Les résultats furent très décevants pour Jean-Paul Delevoye (et les chiraquiens). Au premier tour du 20 novembre 1999, Jean-Paul Delevoye est arrivé en tête avec 35,3% des voix, mais il fut talonné par Michèle Alliot-Marie, candidate indépendante, avec 31,2% et qui a recueilli le soutien pour le second tour de deux autres candidats du premier tour : François Fillon (proche de Philippe Séguin) qui a eu 24,6% et Patrick Devedjian (en "ticket" avec Jean-François Copé) qui a eu 8,9%. Au second tour du 4 décembre 1999, sans réserve de voix, Jean-Paul Delevoye fut battu avec seulement 37,3% face à Michèle Alliot-Marie 62,7%. Cet échec a étonné, d'une part, parce que Jean-Paul Delevoye avait le soutien de Jacques Chirac et Alain Juppé, et d'autre part, parce que Michèle Alliot-Marie, au premier tour, n'avait aucun soutien de barons du RPR (on imaginait plutôt un second tour chiraquiens contre séguinistes qui était le clivage RPR de l'époque après la rivalité chiraco-balladurienne).
Jean-Paul Delevoye fut cependant récompensé de son chiraquisme lors du retour de la droite au pouvoir en 2002. Il fut nommé Ministre de la Fonction publique, de la Réforme de l'État et de l'Aménagement du Territoire du 7 mai 2002 au 30 mars 2004, dans les deux premiers gouvernement de Jean-Pierre Raffarin. Il lança la réforme des retraites des fonctionnaires (parallèlement à la réforme Fillon) et la réforme de l'ENA.
Ensuite, il quitta le gouvernement car il fut nommé à des postes prestigieux de la République dont la qualité essentielle de l'occupant doit être d'être neutre et consensuel. Succédant à Bernard Stasi, Jean-Paul Delevoye fut en effet, nommé par Jacques Chirac, Médiateur de la République du 13 avril 2004 au 22 juin 2011 (cette fonction fut transformée en Défenseur des droits, attribuée à Dominique Baudis), puis, il fut choisi comme Président du Conseil Économique, Social et Environnemental (CESE) du 16 octobre 2010 au 1 er décembre 2015.
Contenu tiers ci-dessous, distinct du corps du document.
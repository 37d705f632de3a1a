use std::{
    borrow::Borrow,
    collections::hash_map::DefaultHasher,
    hash::{Hash, Hasher},
    mem,
    ops::Index,
};

use log::{debug, trace};

use crate::{
    config::{MAX_LOAD_FACTOR, TableConfig},
    entry::Entry,
    error::{Error, Result},
};

/// The entries whose keys map to the same bucket, in insertion order
type Chain<K, V> = Vec<Entry<K, V>>;

/// A hash table resolving collisions by separate chaining.
///
/// Every bucket owns a chain of entries. The table doubles its bucket count and rehashes
/// every entry before an insertion would push the load factor above
/// [`MAX_LOAD_FACTOR`](crate::MAX_LOAD_FACTOR). Buckets are never released on removal.
///
/// Note: This implementation is not thread-safe; mutation requires exclusive access.
#[derive(Debug, Clone)]
pub struct HashTable<K, V> {
    /// One chain per bucket; the length of this vector is the table's capacity
    buckets: Vec<Chain<K, V>>,
    /// Number of distinct keys stored
    count: usize,
}

impl<K, V> Default for HashTable<K, V>
where
    K: Eq + Hash,
{
    fn default() -> Self {
        Self::new()
    }
}

impl<K, V> Extend<(K, V)> for HashTable<K, V>
where
    K: Eq + Hash,
{
    fn extend<T: IntoIterator<Item = (K, V)>>(&mut self, iter: T) {
        for (key, value) in iter {
            self.set(key, value);
        }
    }
}

impl<K, V> FromIterator<(K, V)> for HashTable<K, V>
where
    K: Eq + Hash,
{
    fn from_iter<T: IntoIterator<Item = (K, V)>>(iter: T) -> Self {
        let mut table = Self::new();
        table.extend(iter);
        table
    }
}

impl<K, Q, V> Index<&Q> for HashTable<K, V>
where
    K: Eq + Hash + Borrow<Q>,
    Q: Eq + Hash + ?Sized,
{
    type Output = V;

    /// Returns the value stored for `key`
    ///
    /// # Panics
    ///
    /// Panics if the key is not present. Use [`HashTable::get`] to handle absence.
    #[allow(clippy::panic)]
    fn index(&self, key: &Q) -> &V {
        match self.get(key) {
            Ok(value) => value,
            Err(error) => panic!("{error}"),
        }
    }
}

/// Hashes a key with the deterministic default hasher, read as a signed integer
fn signed_hash<Q: ?Sized + Hash>(key: &Q) -> i64 {
    let mut hasher = DefaultHasher::new();
    key.hash(&mut hasher);
    i64::from_ne_bytes(hasher.finish().to_ne_bytes())
}

/// Maps a key to a bucket in `[0, capacity)`.
///
/// `rem_euclid` folds negative hashes into range, the same result as
/// `((hash % capacity) + capacity) % capacity`. `capacity` must be non-zero.
fn bucket_index<Q: ?Sized + Hash>(key: &Q, capacity: usize) -> usize {
    let capacity = i64::try_from(capacity).unwrap_or(i64::MAX);
    let index = signed_hash(key).rem_euclid(capacity);
    usize::try_from(index).unwrap_or_default()
}

/// Allocates `capacity` empty chains
fn allocate_buckets<K, V>(capacity: usize) -> Vec<Chain<K, V>> {
    let mut buckets = Vec::with_capacity(capacity);
    buckets.resize_with(capacity, Vec::new);
    buckets
}

impl<K, V> HashTable<K, V>
where
    K: Eq + Hash,
{
    /// Creates an empty table with the default capacity of 11 buckets
    #[must_use]
    pub fn new() -> Self {
        Self::from_valid_config(TableConfig::default())
    }

    /// Creates an empty table with `capacity` buckets
    ///
    /// # Errors
    ///
    /// Returns [`Error::InvalidCapacity`] if `capacity` is zero.
    pub fn with_capacity(capacity: usize) -> Result<Self> {
        Self::with_config(TableConfig::new().with_initial_capacity(capacity))
    }

    /// Creates an empty table from a [`TableConfig`]
    ///
    /// # Errors
    ///
    /// Returns [`Error::InvalidCapacity`] if the configured capacity is zero.
    pub fn with_config(config: TableConfig) -> Result<Self> {
        config.validate()?;
        Ok(Self::from_valid_config(config))
    }

    /// Builds the table once the config is known to be valid
    fn from_valid_config(config: TableConfig) -> Self {
        Self { buckets: allocate_buckets(config.initial_capacity), count: 0 }
    }

    /// Bucket index of `key` under the current capacity
    fn index_of<Q: ?Sized + Hash>(&self, key: &Q) -> usize {
        bucket_index(key, self.buckets.len())
    }

    /// Finds the entry for `key`
    fn find<Q>(&self, key: &Q) -> Option<&Entry<K, V>>
    where
        K: Borrow<Q>,
        Q: Hash + Eq + ?Sized,
    {
        self.buckets.get(self.index_of(key))?.iter().find(|entry| entry.key().borrow() == key)
    }

    /// Adds a key-value pair, failing if the key is already present.
    ///
    /// The table is left untouched when the key exists.
    ///
    /// # Errors
    ///
    /// Returns [`Error::DuplicateKey`] if `key` is already stored.
    pub fn insert(&mut self, key: K, value: V) -> Result<()> {
        if self.contains_key(&key) {
            return Err(Error::DuplicateKey);
        }
        self.push_new(key, value);
        Ok(())
    }

    /// Stores `value` under `key`, replacing the existing entry if there is one.
    ///
    /// Returns the value of the replaced entry.
    pub fn set(&mut self, key: K, value: V) -> Option<V> {
        let index = self.index_of(&key);
        let existing = self
            .buckets
            .get_mut(index)
            .and_then(|chain| chain.iter_mut().find(|entry| entry.key() == &key));
        if let Some(slot) = existing {
            let replaced = mem::replace(slot, Entry::new(key, value));
            trace!("replaced entry in bucket {index}");
            return Some(replaced.into_value());
        }
        self.push_new(key, value);
        None
    }

    /// Appends an entry for a key known to be absent, growing first if needed
    fn push_new(&mut self, key: K, value: V) {
        while self.load_factor_after_insert() > MAX_LOAD_FACTOR {
            if !self.grow() {
                break;
            }
        }

        // `bucket_index` is always below the bucket count, so the chain exists.
        let index = self.index_of(&key);
        if let Some(chain) = self.buckets.get_mut(index) {
            chain.push(Entry::new(key, value));
            self.count = self.count.saturating_add(1);
            trace!("inserted entry into bucket {index}, chain length {}", chain.len());
        }
    }

    /// Load factor the table would have with one more entry
    #[allow(clippy::arithmetic_side_effects, clippy::cast_precision_loss)]
    fn load_factor_after_insert(&self) -> f64 {
        self.count.saturating_add(1) as f64 / self.buckets.len() as f64
    }

    /// Doubles the bucket count and moves every entry into its bucket under the new capacity.
    ///
    /// Returns `false` when the capacity can no longer grow.
    fn grow(&mut self) -> bool {
        let old_capacity = self.buckets.len();
        let new_capacity = old_capacity.saturating_mul(2);
        if new_capacity == old_capacity {
            return false;
        }

        let mut buckets = allocate_buckets(new_capacity);
        for entry in mem::take(&mut self.buckets).into_iter().flatten() {
            let index = bucket_index(entry.key(), new_capacity);
            if let Some(chain) = buckets.get_mut(index) {
                chain.push(entry);
            }
        }
        self.buckets = buckets;

        debug!(
            "grew hash table from {old_capacity} to {new_capacity} buckets ({} entries)",
            self.count
        );
        true
    }

    /// Retrieves the value stored for `key`
    ///
    /// # Errors
    ///
    /// Returns [`Error::KeyNotFound`] if the key is absent.
    pub fn get<Q>(&self, key: &Q) -> Result<&V>
    where
        K: Borrow<Q>,
        Q: Hash + Eq + ?Sized,
    {
        self.find(key).map(Entry::value).ok_or(Error::KeyNotFound)
    }

    /// Retrieves the value stored for `key`, reporting absence as `None`
    #[must_use]
    pub fn try_get<Q>(&self, key: &Q) -> Option<&V>
    where
        K: Borrow<Q>,
        Q: Hash + Eq + ?Sized,
    {
        self.find(key).map(Entry::value)
    }

    /// Returns true if the table holds an entry for `key`
    #[must_use]
    pub fn contains_key<Q>(&self, key: &Q) -> bool
    where
        K: Borrow<Q>,
        Q: Hash + Eq + ?Sized,
    {
        self.find(key).is_some()
    }

    /// Returns true if any entry holds `value`.
    ///
    /// Values are not hashed, so this scans every chain.
    #[must_use]
    pub fn contains_value(&self, value: &V) -> bool
    where
        V: PartialEq,
    {
        self.buckets.iter().flatten().any(|entry| entry.value() == value)
    }

    /// Removes the entry for `key` and returns its value
    pub fn take<Q>(&mut self, key: &Q) -> Option<V>
    where
        K: Borrow<Q>,
        Q: Hash + Eq + ?Sized,
    {
        let index = self.index_of(key);
        let chain = self.buckets.get_mut(index)?;
        let position = chain.iter().position(|entry| entry.key().borrow() == key)?;
        let entry = chain.remove(position);
        self.count = self.count.saturating_sub(1);
        trace!("removed entry from bucket {index}");
        Some(entry.into_value())
    }

    /// Removes the entry for `key`, returning true if one was present
    pub fn remove<Q>(&mut self, key: &Q) -> bool
    where
        K: Borrow<Q>,
        Q: Hash + Eq + ?Sized,
    {
        self.take(key).is_some()
    }

    /// Clears the table, removing all entries while keeping the bucket count
    pub fn clear(&mut self) {
        for chain in &mut self.buckets {
            chain.clear();
        }
        self.count = 0;
        trace!("cleared hash table, capacity {}", self.buckets.len());
    }

    /// Returns the number of entries in the table
    #[must_use]
    pub fn len(&self) -> usize {
        self.count
    }

    /// Returns true if the table is empty
    #[must_use]
    pub fn is_empty(&self) -> bool {
        self.count == 0
    }

    /// Returns the number of buckets
    #[must_use]
    pub fn capacity(&self) -> usize {
        self.buckets.len()
    }

    /// Returns the current load factor of the table
    #[must_use]
    #[allow(clippy::arithmetic_side_effects, clippy::cast_precision_loss)]
    pub fn load_factor(&self) -> f64 {
        self.count as f64 / self.buckets.len() as f64
    }

    /// Length of every chain, in bucket order
    pub(crate) fn chain_lengths(&self) -> impl Iterator<Item = usize> + '_ {
        self.buckets.iter().map(Vec::len)
    }
}
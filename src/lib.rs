//! # Chained Hash Table
//!
//! A Rust implementation of a hash table that resolves collisions by separate chaining.
//!
//! `HashTable` keeps one chain of entries per bucket. A key's bucket is its hash folded into
//! `[0, capacity)`; the entry is then found by a linear scan of that chain. Before an insertion
//! would push the load factor above 0.75 the table doubles its bucket count and rehashes every
//! entry, so chains stay short on average.
//!
//! ## Basic Usage
//!
//! ```rust
//! use chaintable::{Error, HashTable};
//!
//! // Create a new table with the default 11 buckets
//! let mut table = HashTable::new();
//!
//! // Strict insertion rejects keys that are already present
//! table.insert("apple".to_string(), 1).unwrap();
//! assert_eq!(table.insert("apple".to_string(), 2), Err(Error::DuplicateKey));
//!
//! // `set` overwrites instead
//! table.set("apple".to_string(), 10);
//! assert_eq!(table.get("apple"), Ok(&10));
//! assert_eq!(table["apple"], 10);
//!
//! // Absence is an error on `get` and `None` on `try_get`
//! assert_eq!(table.get("banana"), Err(Error::KeyNotFound));
//! assert_eq!(table.try_get("banana"), None);
//!
//! // Remove values
//! assert!(table.remove("apple"));
//! assert!(!table.contains_key("apple"));
//! ```
//!
//! ## Growth
//!
//! ```rust
//! use chaintable::{HashTable, HashTableExtensions};
//!
//! let mut table = HashTable::with_capacity(1).unwrap();
//! table.set("a", 1);
//! table.set("b", 2);
//! table.set("b", 3);
//!
//! assert_eq!(table.len(), 2);
//! assert!(table.capacity() > 1);
//! assert_eq!(table.chain_stats().len, 2);
//! ```

/// Construction options and table constants
mod config;
/// Key-value pair stored in bucket chains
mod entry;
/// Error type and result alias
mod error;
/// Module implementing the separately chained hash table
mod hash_table;
/// Logger setup for the binaries
mod logger;
/// Utility types and traits for inspecting tables
mod utils;

pub use config::{DEFAULT_CAPACITY, MAX_LOAD_FACTOR, TableConfig};
pub use error::{Error, Result};
pub use hash_table::HashTable;
pub use logger::initialize_logger;
pub use utils::{ChainStats, HashTableExtensions};
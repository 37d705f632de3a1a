//! Utility types and traits for inspecting a `HashTable`

use crate::HashTable;
use std::{borrow::Borrow, hash::Hash};

/// Snapshot of how entries are spread across a table's buckets
#[derive(Debug, Clone, Copy, PartialEq)]
pub struct ChainStats {
    /// Number of buckets
    pub capacity: usize,
    /// Number of entries
    pub len: usize,
    /// Buckets holding at least one entry
    pub occupied_buckets: usize,
    /// Length of the longest chain
    pub longest_chain: usize,
    /// Entries per bucket
    pub load_factor: f64,
}

impl ChainStats {
    /// Summarises a sequence of chain lengths, one per bucket
    #[allow(clippy::arithmetic_side_effects, clippy::cast_precision_loss)]
    pub(crate) fn from_chain_lengths<I: IntoIterator<Item = usize>>(lengths: I) -> Self {
        let mut stats =
            Self { capacity: 0, len: 0, occupied_buckets: 0, longest_chain: 0, load_factor: 0.0 };

        for length in lengths {
            stats.capacity = stats.capacity.saturating_add(1);
            stats.len = stats.len.saturating_add(length);
            if length > 0 {
                stats.occupied_buckets = stats.occupied_buckets.saturating_add(1);
            }
            stats.longest_chain = stats.longest_chain.max(length);
        }

        if stats.capacity > 0 {
            stats.load_factor = stats.len as f64 / stats.capacity as f64;
        }
        stats
    }

    /// Buckets with no entries
    #[must_use]
    pub const fn empty_buckets(&self) -> usize {
        self.capacity.saturating_sub(self.occupied_buckets)
    }

    /// Average chain length over occupied buckets, or 0.0 for an empty table
    #[must_use]
    #[allow(clippy::arithmetic_side_effects, clippy::cast_precision_loss)]
    pub fn mean_chain_length(&self) -> f64 {
        if self.occupied_buckets == 0 {
            return 0.0;
        }
        self.len as f64 / self.occupied_buckets as f64
    }
}

/// Extension trait for tables that provides additional inspection methods
pub trait HashTableExtensions<K, V> {
    /// Returns the bucket occupancy summary of the table
    fn chain_stats(&self) -> ChainStats;

    /// Returns true if the table contains every one of the given keys
    fn contains_all_keys<Q>(&self, keys: &[&Q]) -> bool
    where
        K: Borrow<Q>,
        Q: Hash + Eq + ?Sized;
}

impl<K, V> HashTableExtensions<K, V> for HashTable<K, V>
where
    K: Eq + Hash,
{
    fn chain_stats(&self) -> ChainStats {
        ChainStats::from_chain_lengths(self.chain_lengths())
    }

    fn contains_all_keys<Q>(&self, keys: &[&Q]) -> bool
    where
        K: Borrow<Q>,
        Q: Hash + Eq + ?Sized,
    {
        keys.iter().all(|key| self.contains_key(*key))
    }
}
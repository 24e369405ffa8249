//! Per-connection session engine.
//!
//! Drives one connection through the POP3 command/response cycle: scan a
//! bounded request line, parse it against the session state, dispatch to
//! the maildrop backend, and write the reply. The inactivity deadline
//! races only the read — it is reset before processing begins, so a slow
//! client is never cut off mid-command.

use std::time::{SystemTime, UNIX_EPOCH};

use tokio::io::{AsyncRead, AsyncWrite};

use popline_proto::{Command, CommandParse, SessionState, command};

use crate::backend::{AuthVerdict, MailDrop};
use crate::config::Config;
use crate::error::{Error, Result};
use crate::scanner::ScanOutcome;
use crate::stream::LineStream;

/// Whether the session loop keeps going after a dispatched command.
enum Flow {
    Continue,
    Quit,
}

/// One POP3 session over a duplex transport.
///
/// The session owns its stream, backend and state exclusively; it is
/// consumed by [`Session::run`] and destroyed on QUIT, timeout or fault.
pub struct Session<S, B> {
    stream: LineStream<S>,
    backend: B,
    state: SessionState,
    config: Config,
    session_id: u64,
    apop_challenge: Option<String>,
}

impl<S, B> Session<S, B>
where
    S: AsyncRead + AsyncWrite + Unpin + Send,
    B: MailDrop,
{
    /// Creates a session for a freshly accepted connection.
    pub fn new(stream: S, backend: B, config: Config, session_id: u64) -> Self {
        let apop_challenge = config
            .advertise_apop
            .then(|| make_challenge(session_id));
        Self {
            stream: LineStream::new(stream),
            backend,
            state: SessionState::new(config.advertise_apop),
            config,
            session_id,
            apop_challenge,
        }
    }

    /// Runs the session to completion.
    ///
    /// Returns `Ok(())` for an orderly end (QUIT or client disconnect);
    /// timeouts, oversized lines, transport faults and backend failures
    /// surface as [`Error`] after a best-effort final `-ERR` where the
    /// transport is still writable. Nothing is ever retried.
    pub async fn run(mut self) -> Result<()> {
        self.greet().await?;

        loop {
            let read = self.stream.read_line(self.config.max_line_length);
            let scan = match tokio::time::timeout(self.config.timeout, read).await {
                Ok(result) => result?,
                Err(_) => {
                    tracing::debug!(session = self.session_id, "inactivity deadline fired");
                    let _ = self.stream.write_line("-ERR session timed out").await;
                    return Err(Error::Timeout(self.config.timeout));
                }
            };

            match scan.outcome {
                ScanOutcome::Delimited => {}
                ScanOutcome::Empty | ScanOutcome::EndOfInput => {
                    tracing::debug!(session = self.session_id, "client disconnected");
                    return Ok(());
                }
                ScanOutcome::Overflow => {
                    tracing::warn!(
                        session = self.session_id,
                        limit = self.config.max_line_length,
                        "request line too long"
                    );
                    let _ = self.stream.write_line("-ERR request line too long").await;
                    return Err(Error::LineTooLong {
                        limit: self.config.max_line_length,
                    });
                }
            }

            let Ok(line) = std::str::from_utf8(&scan.payload) else {
                self.stream.write_line("-ERR invalid command").await?;
                continue;
            };
            tracing::trace!(session = self.session_id, line, "request");

            match command::parse(line, &mut self.state) {
                CommandParse::Accepted(parsed) => {
                    tracing::debug!(
                        session = self.session_id,
                        keyword = parsed.keyword().as_str(),
                        "dispatch"
                    );
                    match self.dispatch(parsed).await {
                        Ok(Flow::Continue) => {}
                        Ok(Flow::Quit) => return Ok(()),
                        Err(error) => {
                            let _ = self
                                .stream
                                .write_line("-ERR server unavailable, try again later")
                                .await;
                            return Err(error);
                        }
                    }
                }
                CommandParse::Rejected(rejection) => {
                    tracing::debug!(session = self.session_id, %rejection, "rejected");
                    self.stream.write_line(&format!("-ERR {rejection}")).await?;
                }
                CommandParse::Ambiguous(word) => {
                    tracing::debug!(session = self.session_id, word, "unknown keyword");
                    self.stream.write_line("-ERR invalid command").await?;
                }
            }
        }
    }

    /// Writes the greeting, with the APOP challenge when advertised.
    async fn greet(&mut self) -> Result<()> {
        let banner = self.backend.banner().await;
        let line = match &self.apop_challenge {
            Some(challenge) => format!("+OK {banner} {challenge}"),
            None => format!("+OK {banner}"),
        };
        self.stream.write_line(&line).await
    }

    /// Invokes the backend operation for an accepted command and writes
    /// the reply. Only backend unavailability escapes as an error.
    async fn dispatch(&mut self, parsed: Command) -> Result<Flow> {
        match parsed {
            Command::User { .. } => {
                // The grammar recorded the pending name already.
                self.stream.write_line("+OK user accepted, send PASS").await?;
            }
            Command::Pass { password } => {
                // PASS is only accepted in the password-pending phase, so a
                // pending user is always present here.
                let user = self.state.pending_user().unwrap_or_default().to_string();
                match self.backend.authenticate(&user, &password).await? {
                    AuthVerdict::Accept => {
                        self.state.password_accepted();
                        self.stream.write_line("+OK maildrop locked and ready").await?;
                    }
                    AuthVerdict::Reject => {
                        self.state.password_rejected();
                        self.stream.write_line("-ERR authentication failed").await?;
                    }
                }
            }
            Command::Apop { name, digest } => {
                let challenge = self.apop_challenge.clone().unwrap_or_default();
                match self
                    .backend
                    .authenticate_apop(&name, &digest, &challenge)
                    .await?
                {
                    AuthVerdict::Accept => {
                        self.state.apop_accepted();
                        self.stream.write_line("+OK maildrop locked and ready").await?;
                    }
                    AuthVerdict::Reject => {
                        self.stream.write_line("-ERR authentication failed").await?;
                    }
                }
            }
            Command::Stat => {
                let stat = self.backend.stat().await?;
                self.stream
                    .write_line(&format!("+OK {} {}", stat.messages, stat.total_bytes))
                    .await?;
            }
            Command::List { message: Some(message) } => {
                match self.backend.list_one(message).await? {
                    Some(entry) => {
                        self.stream
                            .write_line(&format!("+OK {} {}", entry.message, entry.bytes))
                            .await?;
                    }
                    None => self.stream.write_line("-ERR no such message").await?,
                }
            }
            Command::List { message: None } => {
                let entries = self.backend.list_all().await?;
                let total: u64 = entries.iter().map(|entry| entry.bytes).sum();
                let status = format!("+OK {} messages ({total} octets)", entries.len());
                let body: Vec<String> = entries
                    .iter()
                    .map(|entry| format!("{} {}", entry.message, entry.bytes))
                    .collect();
                self.stream.write_multiline(&status, &body).await?;
            }
            Command::Uidl { message: Some(message) } => {
                match self.backend.uidl_one(message).await? {
                    Some(entry) => {
                        self.stream
                            .write_line(&format!("+OK {} {}", entry.message, entry.uid))
                            .await?;
                    }
                    None => self.stream.write_line("-ERR no such message").await?,
                }
            }
            Command::Uidl { message: None } => {
                let entries = self.backend.uidl_all().await?;
                let body: Vec<String> = entries
                    .iter()
                    .map(|entry| format!("{} {}", entry.message, entry.uid))
                    .collect();
                self.stream.write_multiline("+OK", &body).await?;
            }
            Command::Retr { message } => match self.backend.retrieve(message).await? {
                Some(body) => {
                    let octets = body_octets(&body);
                    self.stream
                        .write_multiline(&format!("+OK {octets} octets"), &body)
                        .await?;
                }
                None => self.stream.write_line("-ERR no such message").await?,
            },
            Command::Top { message, lines } => {
                match self.backend.top(message, lines).await? {
                    Some(body) => self.stream.write_multiline("+OK", &body).await?,
                    None => self.stream.write_line("-ERR no such message").await?,
                }
            }
            Command::Dele { message } => {
                if self.backend.delete(message).await? {
                    self.stream
                        .write_line(&format!("+OK message {message} deleted"))
                        .await?;
                } else {
                    self.stream.write_line("-ERR no such message").await?;
                }
            }
            Command::Rset => {
                self.backend.reset().await?;
                self.stream.write_line("+OK").await?;
            }
            Command::Noop => {
                self.backend.noop().await?;
                self.stream.write_line("+OK").await?;
            }
            Command::Quit => {
                // QUIT always gets a final reply and a shutdown, whatever
                // the backend says about committing deletions.
                let farewell = match self.backend.quit().await {
                    Ok(()) => "+OK popline POP3 server signing off",
                    Err(_) => "-ERR some deleted messages not removed",
                };
                self.state.close();
                self.stream.write_line(farewell).await?;
                let _ = self.stream.shutdown().await;
                return Ok(Flow::Quit);
            }
        }
        Ok(Flow::Continue)
    }
}

/// Builds the APOP challenge advertised in the greeting,
/// `<timestamp.session@host>`, matching the shape clients extract.
fn make_challenge(session_id: u64) -> String {
    let timestamp = SystemTime::now()
        .duration_since(UNIX_EPOCH)
        .map_or(0, |elapsed| elapsed.as_secs());
    format!("<{timestamp}.{session_id}@popline>")
}

/// Size of a message body on the wire, CRLF per line included.
fn body_octets(body: &[String]) -> u64 {
    body.iter().map(|line| line.len() as u64 + 2).sum()
}
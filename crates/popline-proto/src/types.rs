//! Core POP3 types shared by the command and response grammars.

/// Summary of a maildrop as reported by `STAT`.
#[derive(Debug, Clone, Copy, PartialEq, Eq)]
pub struct Stat {
    /// Number of messages in the maildrop.
    pub messages: u32,
    /// Total size of the maildrop in octets.
    pub total_bytes: u64,
}

/// One entry of a `LIST` response: message number and size in octets.
#[derive(Debug, Clone, Copy, PartialEq, Eq)]
pub struct ListEntry {
    /// Message number (1-based).
    pub message: u32,
    /// Message size in octets.
    pub bytes: u64,
}

/// One entry of a `UIDL` response: message number and unique-id.
#[derive(Debug, Clone, PartialEq, Eq)]
pub struct UidlEntry {
    /// Message number (1-based).
    pub message: u32,
    /// Server-assigned unique-id, 1 to 70 printable ASCII characters.
    pub uid: String,
}

/// Parsed server greeting.
#[derive(Debug, Clone, PartialEq, Eq)]
pub struct Greeting {
    /// Free text following the status indicator.
    pub comment: String,
    /// APOP challenge in angle brackets, if the server advertises APOP.
    ///
    /// The challenge is kept verbatim (including the brackets) because the
    /// APOP digest is computed over the exact advertised form.
    pub apop_challenge: Option<String>,
}

impl Greeting {
    /// Returns `true` if the server advertises APOP support.
    #[must_use]
    pub const fn supports_apop(&self) -> bool {
        self.apop_challenge.is_some()
    }
}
En mars 2014, ne se présentant pas à sa réélection à la mairie de Bapaume, il a soutenu le candidat PS (qui a gagné), ce qui l'a fait quitter l'UMP. Deux années plus tard, en 2016, Jean-Paul Delevoye est réapparu dans le débat politique, cette fois-ci comme le précieux allié du candidat Emmanuel Macron, avec une fonction stratégique : président de la commission des investitures pour les élections législatives de juin 2017. Cette fonction était cruciale puisque de très nombreux candidats choisis par cette commission, parfois inconnus des électeurs et même sans expérience politique, furent élus députés à la suite de l'élection d'Emmanuel Macron. Des députés LR sortants se sont retrouvés en position très difficile de devoir quémander une investiture En Marche auprès de leur ancien compagnon du RPR ou de l'UMP, ce qui explique pourquoi, aujourd'hui, LR est peu indulgent vis-à-vis de Jean-Paul Delevoye.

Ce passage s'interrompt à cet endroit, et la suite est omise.